The Munich Chronotype Questionnaire (MCTQ) assesses, separately for workdays and work-free days, the time that people go to bed and the time they are ready to go to sleep, how long it takes for them to fall asleep, at what time they wake up and get up, and if they use an alarm clock39,40. A number of variables can be derived from the MCTQ including: the midpoint between sleep onset time and wake up time on workdays (midpoint of sleep on workdays, MSW) and on work-free days (midpoint of sleep on work-free days, MSF); social jetlag, defined as the discrepancy between the biological and social clocks calculated by the difference between MSF and MSW (social jetlag, SJL41); and the sleep deficit, which is calculated by the difference between sleep duration on workdays (SDw) and sleep duration on work-free days (SDf). We calculated sleep deficit as the difference between SDf and SDw.

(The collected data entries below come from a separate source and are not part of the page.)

// src/types.rs

use std::fmt;
use std::str::FromStr;

use crate::errors::TaskpipeError;

/// Which decorator renders stage output on the terminal.
///
/// - `Raw`: stage output is passed through untouched.
/// - `Prefixed`: every line is prefixed with the stage name.
/// - `Cockpit`: a live dashboard of running stages; output itself goes only to
///   the log sinks and the capture buffer.
#[derive(Debug, Clone, Copy, Default, PartialEq, Eq)]
pub enum OutputFormat {
    #[default]
    Raw,
    Prefixed,
    Cockpit,
}

impl OutputFormat {
    pub fn as_str(&self) -> &'static str {
        match self {
            OutputFormat::Raw => "raw",
            OutputFormat::Prefixed => "prefixed",
            OutputFormat::Cockpit => "cockpit",
        }
    }
}

impl fmt::Display for OutputFormat {
    fn fmt(&self, f: &mut fmt::Formatter<'_>) -> fmt::Result {
        f.write_str(self.as_str())
    }
}

impl FromStr for OutputFormat {
    type Err = TaskpipeError;

    fn from_str(s: &str) -> Result<Self, Self::Err> {
        match s.trim().to_lowercase().as_str() {
            "raw" => Ok(OutputFormat::Raw),
            "prefixed" => Ok(OutputFormat::Prefixed),
            "cockpit" => Ok(OutputFormat::Cockpit),
            _ => Err(TaskpipeError::UnknownOutputFormat(s.to_string())),
        }
    }
}
// src/config/mod.rs

//! Pipeline file loading and validation.
//!
//! Responsibilities:
//! - Define the TOML-backed data model (`model.rs`).
//! - Load a pipeline file from disk (`loader.rs`).
//! - Validate basic invariants like DAG correctness (`validate.rs`).

pub mod loader;
pub mod model;
pub mod validate;

pub use loader::{default_config_path, load_and_validate, load_from_path, load_from_str};
pub use model::{ConfigSection, DefaultSection, PipelineConfig, StageConfig};
pub use validate::validate_config;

Self-Reporting Questionnaire (SRQ-20)

SRQ-20 is a self-reported instrument that consists of 20 items with a yes/no answer format. It was developed by Harding and colleagues (1980) to screen for non-psychotic psychiatric disorders and was widely used in several countries and different cultures34,35. In this study, we used the validated Brazilian Portuguese and Spanish versions and their corresponding validated screening cut-offs to detect psychiatric disorders: scores higher than 7 were considered SRQ positive in Brazil, while scores higher than 3 were considered SRQ positive in Spain36,37. The Spanish and Portuguese versions of the SRQ-20 showed fair to excellent sensitivity (70%/86%) and specificity (70%/89%)36,37.

Data Analysis

Chi-square tests were used to verify the relationship between dichotomous variables (i.e., SRQ positive/negative and MRI rhythmic/not rhythmic). The items that showed p < 0.20 in the chi-square were tested in a binary logistic regression. The significant predictors in the model were then tested controlling for sex, age, mid-sleep on free days and the difference of sleep duration between workdays and work-free days, and season of data collection (spring/summer or autumn/winter).

Taking into account that the variable “peak of the MRI item” is only scored when the item is considered “rhythmic”, the distribution of MRI items peaks were compared between SRQ-positive and SRQ-negative groups using the Mardia-Watson-Wheeler test. Since data are not uniform or follow a Von Mises distribution (equivalent to the normal distribution for circular data), we chose this test to examine whether the variables were distributed differently between groups42. Distributions of items that were different at a significance level of α = 0.30 were plotted in circular graphs.

Considering the well-established differences in circadian rhythms across cultures43,44, all analyses were performed separately in the Brazilian and Spanish samples. Statistical significance was set at p < 0.05. Data analyses of linear variables were performed using SPSS 24, whereas for the analyses of circular data we used NCSS 12. Circular graphs were plotted using the R package ggplot245.